②については、「都道府県ごとの診療報酬の設定は、県境における患者の動きに変化をもたらし、それに伴う医療従事者の移動によって地域における偏在が加速することで医療の質の低下を招く恐れがある」との懸念を示し、介護保険では既に地域別の報酬体系によって、大都市に人材が集中するなどの問題が出ていることを指摘した。
③では、かかりつけ医普及の制度的裏付けは始まったばかりであり、受診時定額負担が導入されれば、かかりつけ医の普及に水を差すことになることから、「わが国の特徴であるフリーアクセスはしっかりと守っていかなくてはならない」と強調。

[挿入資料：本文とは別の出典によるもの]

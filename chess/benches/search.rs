use abchess::{attack, movegen, search, Board, Color, Square};
use criterion::{black_box, criterion_group, criterion_main, Criterion};

const BOARDS: [(&str, &str); 7] = [
    ("initial", "rnbqkbnr/pppppppp/8/8/8/8/PPPPPPPP/RNBQKBNR w"),
    (
        "middle",
        "1rq1r1k1/1p3ppp/pB3n2/3ppP2/Pbb1P3/1PN2B2/2P2QPP/R1R4K w",
    ),
    ("open_position", "4r1k1/3R1ppp/8/5P2/p7/6PP/4pK2/1rN1B3 w"),
    ("queen", "6K1/8/8/1k3q2/3Q4/8/8/8 w"),
    ("pawn_attack", "4k3/8/8/pppppppp/PPPPPPPP/8/8/4K3 w"),
    ("pawn_promote", "8/PPPPPPPP/8/2k1K3/8/8/pppppppp/8 w"),
    (
        "cydonia",
        "5K2/1N1N1N2/8/1N1N1N2/1n1n1n2/8/1n1n1n2/5k2 w",
    ),
];

fn boards() -> impl Iterator<Item = (&'static str, Board)> {
    BOARDS
        .iter()
        .map(|&(name, fen)| (name, Board::from_fen(fen).unwrap()))
}

fn bench_pseudo_legal(c: &mut Criterion) {
    let mut group = c.benchmark_group("pseudo_legal");
    for (name, board) in boards() {
        group.bench_function(name, |b| {
            b.iter(|| {
                for sq in Square::iter() {
                    black_box(movegen::pseudo_legal(&board, sq).len());
                }
            })
        });
    }
}

fn bench_legal_moves(c: &mut Criterion) {
    let mut group = c.benchmark_group("legal_moves");
    for (name, board) in boards() {
        group.bench_function(name, |b| {
            b.iter(|| black_box(movegen::all_legal_moves(&board, board.side()).len()))
        });
    }
}

fn bench_apply_revert(c: &mut Criterion) {
    let mut group = c.benchmark_group("apply_revert");
    for (name, mut board) in boards() {
        let moves = movegen::all_legal_moves(&board, board.side());
        group.bench_function(name, |b| {
            b.iter(|| {
                for &mv in &moves {
                    let u = board.apply(mv);
                    board.revert(mv, u);
                }
            })
        });
    }
}

fn bench_in_check(c: &mut Criterion) {
    let mut group = c.benchmark_group("in_check");
    for (name, board) in boards() {
        group.bench_function(name, |b| {
            b.iter(|| {
                for color in [Color::White, Color::Black] {
                    black_box(attack::in_check(&board, color));
                }
            })
        });
    }
}

fn bench_search(c: &mut Criterion) {
    let mut group = c.benchmark_group("search");
    group.sample_size(10);
    for (name, mut board) in boards() {
        let side = board.side();
        group.bench_function(name, |b| {
            b.iter(|| black_box(search::alpha_beta(&mut board, side, 3)))
        });
    }
}

criterion_group!(
    chess,
    bench_pseudo_legal,
    bench_legal_moves,
    bench_apply_revert,
    bench_in_check,
    bench_search,
);

criterion_main!(chess);
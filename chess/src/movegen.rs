use crate::attack;
use crate::board::Board;
use crate::geometry;
use crate::moves::Move;
use crate::types::{Color, Piece, Square};

use std::ops::{Deref, DerefMut};
use std::slice;

use arrayvec::ArrayVec;

/// Destination squares of a single piece
///
/// A queen in the middle of an empty board has 27 moves, which is the maximum.
pub type SquareList = ArrayVec<Square, 32>;

/// All the moves of one side
///
/// A valid position has at most 16 pieces per side, so it has fewer than 16 * 27 moves.
#[derive(Default, Debug, Clone, Eq, PartialEq)]
pub struct MoveList(ArrayVec<Move, 512>);

impl Deref for MoveList {
    type Target = ArrayVec<Move, 512>;

    fn deref(&self) -> &Self::Target {
        &self.0
    }
}

impl DerefMut for MoveList {
    fn deref_mut(&mut self) -> &mut Self::Target {
        &mut self.0
    }
}

impl<'a> IntoIterator for &'a MoveList {
    type Item = &'a Move;
    type IntoIter = slice::Iter<'a, Move>;

    fn into_iter(self) -> Self::IntoIter {
        self.0.iter()
    }
}

impl MoveList {
    pub fn new() -> MoveList {
        MoveList(ArrayVec::new())
    }
}

fn gen_pawn(b: &Board, src: Square, color: Color, moved: bool, res: &mut SquareList) {
    let forward = geometry::pawn_forward_delta(color);

    if let Some(one) = src.try_shift(forward, 0) {
        if b.get(one).is_empty() {
            res.push(one);
            if !moved {
                if let Some(two) = src.try_shift(2 * forward, 0) {
                    if b.get(two).is_empty() {
                        res.push(two);
                    }
                }
            }
        }
    }

    for side in [-1, 1] {
        if let Some(dst) = src.try_shift(forward, side) {
            if b.get(dst).color() == Some(color.inv()) {
                res.push(dst);
            }
        }
    }
}

fn gen_leaper(
    b: &Board,
    src: Square,
    color: Color,
    offsets: &[(isize, isize)],
    res: &mut SquareList,
) {
    for &(dr, dc) in offsets {
        if let Some(dst) = src.try_shift(dr, dc) {
            if b.get(dst).color() != Some(color) {
                res.push(dst);
            }
        }
    }
}

fn gen_slider(b: &Board, src: Square, color: Color, dirs: &[(isize, isize)], res: &mut SquareList) {
    for &(dr, dc) in dirs {
        let mut cur = src;
        while let Some(dst) = cur.try_shift(dr, dc) {
            match b.get(dst).color() {
                None => res.push(dst),
                Some(c) if c == color => break,
                Some(_) => {
                    res.push(dst);
                    break;
                }
            }
            cur = dst;
        }
    }
}

/// Returns the pseudo-legal destinations of the piece standing on `src`
///
/// Pseudo-legal moves follow the movement rules of the piece, but may leave the king of its
/// color under attack. For an empty square, the result is empty.
///
/// The destinations are listed in a fixed order, which depends only on the board contents.
pub fn pseudo_legal(b: &Board, src: Square) -> SquareList {
    let cell = b.get(src);
    let mut res = SquareList::new();
    let (Some(color), Some(piece)) = (cell.color(), cell.piece()) else {
        return res;
    };
    match piece {
        Piece::Pawn => gen_pawn(b, src, color, cell.has_moved(), &mut res),
        Piece::Knight => gen_leaper(b, src, color, &geometry::KNIGHT_OFFSETS, &mut res),
        Piece::King => gen_leaper(b, src, color, &geometry::KING_OFFSETS, &mut res),
        Piece::Bishop => gen_slider(b, src, color, &geometry::DIAG_DIRS, &mut res),
        Piece::Rook => gen_slider(b, src, color, &geometry::LINE_DIRS, &mut res),
        Piece::Queen => {
            gen_slider(b, src, color, &geometry::LINE_DIRS, &mut res);
            gen_slider(b, src, color, &geometry::DIAG_DIRS, &mut res);
        }
    }
    res
}

/// Keeps only the moves from `src` after which the king of `color` is not attacked
///
/// Each candidate is tried on `b` itself and rolled back, so the board is left unchanged.
fn retain_legal(b: &mut Board, src: Square, color: Color, dsts: &mut SquareList) {
    dsts.retain(|dst| {
        let mv = Move::new(src, *dst);
        let u = b.apply(mv);
        let ok = !attack::in_check(b, color);
        b.revert(mv, u);
        ok
    });
}

/// Same as [`legal_moves()`], but uses `b` as a scratch board
///
/// The board is left exactly as it was on return.
pub fn legal_moves_in_place(b: &mut Board, src: Square) -> SquareList {
    let Some(color) = b.get(src).color() else {
        return SquareList::new();
    };
    let mut res = pseudo_legal(b, src);
    retain_legal(b, src, color, &mut res);
    res
}

/// Returns the legal destinations of the piece standing on `src`
///
/// The move is legal if it's pseudo-legal and the king of the moving piece's color is not
/// attacked after it. Moves are checked on a single scratch copy of the board.
pub fn legal_moves(b: &Board, src: Square) -> SquareList {
    let mut scratch = b.clone();
    legal_moves_in_place(&mut scratch, src)
}

/// Pushes all the legal moves of side `c` into `res`, using `b` as a scratch board
///
/// Moves are enumerated by scanning the board in row-major order, and then in the order of
/// [`pseudo_legal()`] for each piece.
pub fn gen_legal_in_place(b: &mut Board, c: Color, res: &mut MoveList) {
    for src in Square::iter() {
        if b.get(src).color() != Some(c) {
            continue;
        }
        for dst in legal_moves_in_place(b, src) {
            res.push(Move::new(src, dst));
        }
    }
}

/// Returns all the legal moves of side `c`
pub fn all_legal_moves(b: &Board, c: Color) -> MoveList {
    let mut scratch = b.clone();
    let mut res = MoveList::new();
    gen_legal_in_place(&mut scratch, c, &mut res);
    res
}

/// Returns `true` if side `c` has at least one legal move
pub fn has_legal_moves(b: &Board, c: Color) -> bool {
    let mut scratch = b.clone();
    Square::iter().any(|src| {
        scratch.get(src).color() == Some(c) && !legal_moves_in_place(&mut scratch, src).is_empty()
    })
}
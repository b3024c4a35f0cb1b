use std::fmt::{self, Display};
use std::str::FromStr;

use thiserror::Error;

#[derive(Error, Debug, Copy, Clone, PartialEq, Eq)]
pub enum SquareParseError {
    #[error("unexpected file char {0:?}")]
    UnexpectedFileChar(char),
    #[error("unexpected rank char {0:?}")]
    UnexpectedRankChar(char),
    #[error("invalid string length")]
    BadLength,
}

#[derive(Error, Debug, Copy, Clone, PartialEq, Eq)]
pub enum CellParseError {
    #[error("unexpected cell char {0:?}")]
    UnexpectedChar(char),
    #[error("invalid string length")]
    BadLength,
}

#[derive(Error, Debug, Copy, Clone, PartialEq, Eq)]
pub enum ColorParseError {
    #[error("unexpected color char {0:?}")]
    UnexpectedChar(char),
    #[error("invalid string length")]
    BadLength,
}

/// Square on the board
///
/// Rows are counted from the top of the board as seen by White: row 0 is the eighth rank and
/// row 7 is the first one. Columns go from file `a` (column 0) to file `h` (column 7). An off-board
/// square cannot be represented, so every constructor which may go off the board returns an
/// [`Option`].
#[derive(Copy, Clone, PartialEq, Eq, PartialOrd, Ord, Hash)]
pub struct Square(u8);

impl Square {
    pub const COUNT: usize = 64;

    /// Returns the square at (`row`, `col`), or `None` if it lies outside the board
    pub const fn new(row: usize, col: usize) -> Option<Square> {
        if row < 8 && col < 8 {
            Some(Square((row * 8 + col) as u8))
        } else {
            None
        }
    }

    pub const fn from_index(val: usize) -> Square {
        assert!(val < 64, "square index must be between 0 and 63");
        Square(val as u8)
    }

    pub const fn row(&self) -> usize {
        (self.0 >> 3) as usize
    }

    pub const fn col(&self) -> usize {
        (self.0 & 7) as usize
    }

    pub const fn index(&self) -> usize {
        self.0 as usize
    }

    /// Returns the square shifted by `delta_row` rows and `delta_col` columns
    ///
    /// Returns `None` if the result lies outside the board.
    pub fn try_shift(self, delta_row: isize, delta_col: isize) -> Option<Square> {
        let new_row = self.row().wrapping_add(delta_row as usize);
        let new_col = self.col().wrapping_add(delta_col as usize);
        Square::new(new_row, new_col)
    }

    /// Iterates over all the squares in row-major order
    pub fn iter() -> impl Iterator<Item = Self> {
        (0_u8..64_u8).map(Square)
    }

    pub fn file_char(&self) -> char {
        (b'a' + self.col() as u8) as char
    }

    pub fn rank_char(&self) -> char {
        (b'8' - self.row() as u8) as char
    }
}

impl fmt::Debug for Square {
    fn fmt(&self, f: &mut fmt::Formatter<'_>) -> Result<(), fmt::Error> {
        if self.0 < 64 {
            return write!(f, "Square({})", self);
        }
        write!(f, "Square(?{:?})", self.0)
    }
}

impl Display for Square {
    fn fmt(&self, f: &mut fmt::Formatter<'_>) -> Result<(), fmt::Error> {
        write!(f, "{}{}", self.file_char(), self.rank_char())
    }
}

impl FromStr for Square {
    type Err = SquareParseError;

    fn from_str(s: &str) -> Result<Self, Self::Err> {
        if s.len() != 2 {
            return Err(SquareParseError::BadLength);
        }
        let bytes = s.as_bytes();
        let col = match bytes[0] {
            b @ b'a'..=b'h' => (b - b'a') as usize,
            b => return Err(SquareParseError::UnexpectedFileChar(b as char)),
        };
        let row = match bytes[1] {
            b @ b'1'..=b'8' => (b'8' - b) as usize,
            b => return Err(SquareParseError::UnexpectedRankChar(b as char)),
        };
        Ok(Square((row * 8 + col) as u8))
    }
}

#[derive(Debug, derive_more::Display, Copy, Clone, PartialEq, Eq, Hash)]
#[repr(u8)]
pub enum Color {
    White = 0,
    Black = 1,
}

impl Color {
    pub const fn inv(&self) -> Color {
        match *self {
            Color::White => Color::Black,
            Color::Black => Color::White,
        }
    }

    pub fn as_char(&self) -> char {
        match *self {
            Color::White => 'w',
            Color::Black => 'b',
        }
    }

    pub fn from_char(c: char) -> Option<Color> {
        match c {
            'w' => Some(Color::White),
            'b' => Some(Color::Black),
            _ => None,
        }
    }
}

impl FromStr for Color {
    type Err = ColorParseError;

    fn from_str(s: &str) -> Result<Self, Self::Err> {
        if s.len() != 1 {
            return Err(ColorParseError::BadLength);
        }
        let ch = s.as_bytes()[0] as char;
        Color::from_char(ch).ok_or(ColorParseError::UnexpectedChar(ch))
    }
}

/// Kind of a chess piece
#[derive(Debug, derive_more::Display, Copy, Clone, PartialEq, Eq, Hash)]
#[repr(u8)]
pub enum Piece {
    Pawn = 0,
    King = 1,
    Knight = 2,
    Bishop = 3,
    Rook = 4,
    Queen = 5,
}

impl Piece {
    pub const COUNT: usize = 6;

    pub const ALL: [Piece; Piece::COUNT] = [
        Piece::Pawn,
        Piece::King,
        Piece::Knight,
        Piece::Bishop,
        Piece::Rook,
        Piece::Queen,
    ];

    pub const fn index(&self) -> usize {
        *self as u8 as usize
    }
}

/// Contents of a single square
///
/// A cell is either empty or holds a piece of some color. Besides color and kind, it remembers
/// whether the piece has already moved; this flag gates the pawn double step.
///
/// Two cells with the same piece but different moved flags are not equal.
#[derive(Default, Copy, Clone, PartialEq, Eq, Hash)]
pub struct Cell(u8);

impl Cell {
    pub const EMPTY: Cell = Cell(0);
    pub const MAX_INDEX: usize = 13;

    const MOVED: u8 = 0x10;
    const INDEX_MASK: u8 = 0x0f;

    pub const fn is_empty(&self) -> bool {
        self.0 == 0
    }

    pub const fn is_occupied(&self) -> bool {
        self.0 != 0
    }

    /// Returns the index of the piece inside the cell, ignoring the moved flag
    ///
    /// The empty cell has index 0, white pieces have indices 1 to 6 and black pieces have indices
    /// 7 to 12.
    pub const fn index(&self) -> usize {
        (self.0 & Self::INDEX_MASK) as usize
    }

    pub const fn from_index(val: usize) -> Cell {
        assert!(val < Self::MAX_INDEX, "index too large");
        Cell(val as u8)
    }

    /// Returns a cell with a piece which has not moved yet
    pub const fn from_parts(c: Color, p: Piece) -> Cell {
        Cell(match c {
            Color::White => 1 + p as u8,
            Color::Black => 7 + p as u8,
        })
    }

    pub const fn color(&self) -> Option<Color> {
        match self.index() {
            0 => None,
            1..=6 => Some(Color::White),
            _ => Some(Color::Black),
        }
    }

    pub const fn piece(&self) -> Option<Piece> {
        match self.index() {
            1 | 7 => Some(Piece::Pawn),
            2 | 8 => Some(Piece::King),
            3 | 9 => Some(Piece::Knight),
            4 | 10 => Some(Piece::Bishop),
            5 | 11 => Some(Piece::Rook),
            6 | 12 => Some(Piece::Queen),
            _ => None,
        }
    }

    pub const fn has_moved(&self) -> bool {
        self.0 & Self::MOVED != 0
    }

    /// Returns the same piece with the moved flag set
    ///
    /// The empty cell stays empty.
    pub const fn with_moved(self) -> Cell {
        if self.is_empty() {
            return self;
        }
        Cell(self.0 | Self::MOVED)
    }

    /// Iterates over the empty cell and all the unmoved pieces
    pub fn iter() -> impl Iterator<Item = Self> {
        (0..Self::MAX_INDEX).map(Cell::from_index)
    }

    pub fn as_char(&self) -> char {
        b".PKNBRQpknbrq"[self.index()] as char
    }

    pub fn as_utf8_char(&self) -> char {
        [
            '.', '♙', '♔', '♘', '♗', '♖', '♕', '♟', '♚', '♞', '♝', '♜', '♛',
        ][self.index()]
    }

    pub fn from_char(c: char) -> Option<Self> {
        if c == '.' {
            return Some(Cell::EMPTY);
        }
        let color = if c.is_ascii_uppercase() {
            Color::White
        } else {
            Color::Black
        };
        let piece = match c.to_ascii_lowercase() {
            'p' => Piece::Pawn,
            'k' => Piece::King,
            'n' => Piece::Knight,
            'b' => Piece::Bishop,
            'r' => Piece::Rook,
            'q' => Piece::Queen,
            _ => return None,
        };
        Some(Cell::from_parts(color, piece))
    }
}

impl fmt::Debug for Cell {
    fn fmt(&self, f: &mut fmt::Formatter<'_>) -> Result<(), fmt::Error> {
        if self.index() >= Self::MAX_INDEX {
            return write!(f, "Cell(?{:?})", self.0);
        }
        if self.has_moved() {
            return write!(f, "Cell({}, moved)", self.as_char());
        }
        write!(f, "Cell({})", self.as_char())
    }
}

impl Display for Cell {
    fn fmt(&self, f: &mut fmt::Formatter<'_>) -> Result<(), fmt::Error> {
        write!(f, "{}", self.as_char())
    }
}

impl FromStr for Cell {
    type Err = CellParseError;

    fn from_str(s: &str) -> Result<Self, Self::Err> {
        if s.len() != 1 {
            return Err(CellParseError::BadLength);
        }
        let ch = s.as_bytes()[0] as char;
        Cell::from_char(ch).ok_or(CellParseError::UnexpectedChar(ch))
    }
}

/// Final result of a game
#[derive(Debug, Copy, Clone, PartialEq, Eq, Hash)]
pub enum Outcome {
    /// The side to move has no legal moves and is in check
    Checkmate { winner: Color },
    /// The side to move has no legal moves and is not in check; scored as a draw
    Stalemate,
}

impl Outcome {
    pub fn winner(&self) -> Option<Color> {
        match *self {
            Self::Checkmate { winner } => Some(winner),
            Self::Stalemate => None,
        }
    }

    pub fn is_draw(&self) -> bool {
        matches!(*self, Self::Stalemate)
    }
}

impl Display for Outcome {
    fn fmt(&self, f: &mut fmt::Formatter<'_>) -> Result<(), fmt::Error> {
        match *self {
            Self::Checkmate { winner } => write!(f, "checkmate, {} wins", winner),
            Self::Stalemate => write!(f, "stalemate, draw"),
        }
    }
}

#[cfg(test)]
mod tests {
    use super::*;

    #[test]
    fn test_square() {
        let mut squares = Vec::new();
        for row in 0..8 {
            for col in 0..8 {
                let sq = Square::new(row, col).unwrap();
                assert_eq!(sq.row(), row);
                assert_eq!(sq.col(), col);
                squares.push(sq);
            }
        }
        assert_eq!(squares, Square::iter().collect::<Vec<_>>());
        assert_eq!(Square::new(8, 0), None);
        assert_eq!(Square::new(0, 8), None);
    }

    #[test]
    fn test_square_shift() {
        let a8 = Square::new(0, 0).unwrap();
        assert_eq!(a8.try_shift(-1, 0), None);
        assert_eq!(a8.try_shift(0, -1), None);
        assert_eq!(a8.try_shift(1, 1), Square::new(1, 1));

        let h1 = Square::new(7, 7).unwrap();
        assert_eq!(h1.try_shift(1, 0), None);
        assert_eq!(h1.try_shift(0, 1), None);
        assert_eq!(h1.try_shift(-2, -1), Square::new(5, 6));
    }

    #[test]
    fn test_square_str() {
        assert_eq!(Square::new(7, 0).unwrap().to_string(), "a1");
        assert_eq!(Square::new(0, 7).unwrap().to_string(), "h8");
        assert_eq!(Square::new(6, 4).unwrap().to_string(), "e2");
        assert_eq!(Square::from_str("e2"), Ok(Square::new(6, 4).unwrap()));
        assert_eq!(Square::from_str("b4"), Ok(Square::new(4, 1).unwrap()));
        assert_eq!(
            Square::from_str("h9"),
            Err(SquareParseError::UnexpectedRankChar('9'))
        );
        assert_eq!(
            Square::from_str("i4"),
            Err(SquareParseError::UnexpectedFileChar('i'))
        );
        assert_eq!(Square::from_str("e22"), Err(SquareParseError::BadLength));
    }

    #[test]
    fn test_cell() {
        assert_eq!(Cell::EMPTY.color(), None);
        assert_eq!(Cell::EMPTY.piece(), None);
        let mut cells = vec![Cell::EMPTY];
        for color in [Color::White, Color::Black] {
            for piece in Piece::ALL {
                let cell = Cell::from_parts(color, piece);
                assert_eq!(cell.color(), Some(color));
                assert_eq!(cell.piece(), Some(piece));
                assert!(!cell.has_moved());
                cells.push(cell);
            }
        }
        assert_eq!(cells, Cell::iter().collect::<Vec<_>>());
    }

    #[test]
    fn test_cell_moved() {
        let pawn = Cell::from_parts(Color::Black, Piece::Pawn);
        let moved = pawn.with_moved();
        assert!(moved.has_moved());
        assert_ne!(pawn, moved);
        assert_eq!(moved.color(), Some(Color::Black));
        assert_eq!(moved.piece(), Some(Piece::Pawn));
        assert_eq!(moved.index(), pawn.index());
        assert_eq!(moved.as_char(), 'p');
        assert_eq!(Cell::EMPTY.with_moved(), Cell::EMPTY);
    }

    #[test]
    fn test_cell_str() {
        for cell in Cell::iter() {
            let s = cell.to_string();
            assert_eq!(Cell::from_str(&s), Ok(cell));
        }
        assert_eq!(Cell::from_str("x"), Err(CellParseError::UnexpectedChar('x')));
    }

    #[test]
    fn test_color() {
        assert_eq!(Color::White.inv(), Color::Black);
        assert_eq!(Color::Black.inv(), Color::White);
        assert_eq!(Color::from_str("b"), Ok(Color::Black));
        assert_eq!(Color::from_str("x"), Err(ColorParseError::UnexpectedChar('x')));
        assert_eq!(Color::White.to_string(), "White");
        assert_eq!(Piece::Knight.to_string(), "Knight");
    }

    #[test]
    fn test_outcome() {
        let mate = Outcome::Checkmate {
            winner: Color::Black,
        };
        assert_eq!(mate.winner(), Some(Color::Black));
        assert!(!mate.is_draw());
        assert_eq!(mate.to_string(), "checkmate, Black wins");
        assert_eq!(Outcome::Stalemate.winner(), None);
        assert!(Outcome::Stalemate.is_draw());
    }
}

一方で、大病院と中小病院・診療所の外来の機能分化の観点から、大病院への直接受診の是正は必要とした。
続いて意見を述べた堀憲朗日歯会長は、口腔と全身の健康はリンクしており、健康寿命の延伸のためには歯科医療が重要になると指摘。また、「医療版マクロ経済スライドの導入及び地域別の診療報酬の設定には反対である」と述べた。
山本信夫日薬会長も、医療版マクロ経済スライドの導入及び地域別の診療報酬の設定に反対する立場を示した上で、かかりつけ薬剤師・薬局の普及を推進していきたいとした。
その後行われた質疑応答では、今後の改革の方向性や日医の終末期医療等に対する認識についての質問が出され、横倉会長が、日医が作成したパンフレット『終末期医療 アドバンス・ケア・プランニング(ACP)から考える』を紹介した他、医療や社会保障制度などの改革については、「急激な制度変更による医療費の抑制政策をとれば、以前、後期高齢者医療制度導入の時に見られたような国民の反感を買い、ひいては政権交代をもたらす危惧がある。医療制度は少しずつ変えていくことによって財政と医療のバランスをとっていくことが重要」との見解を示した。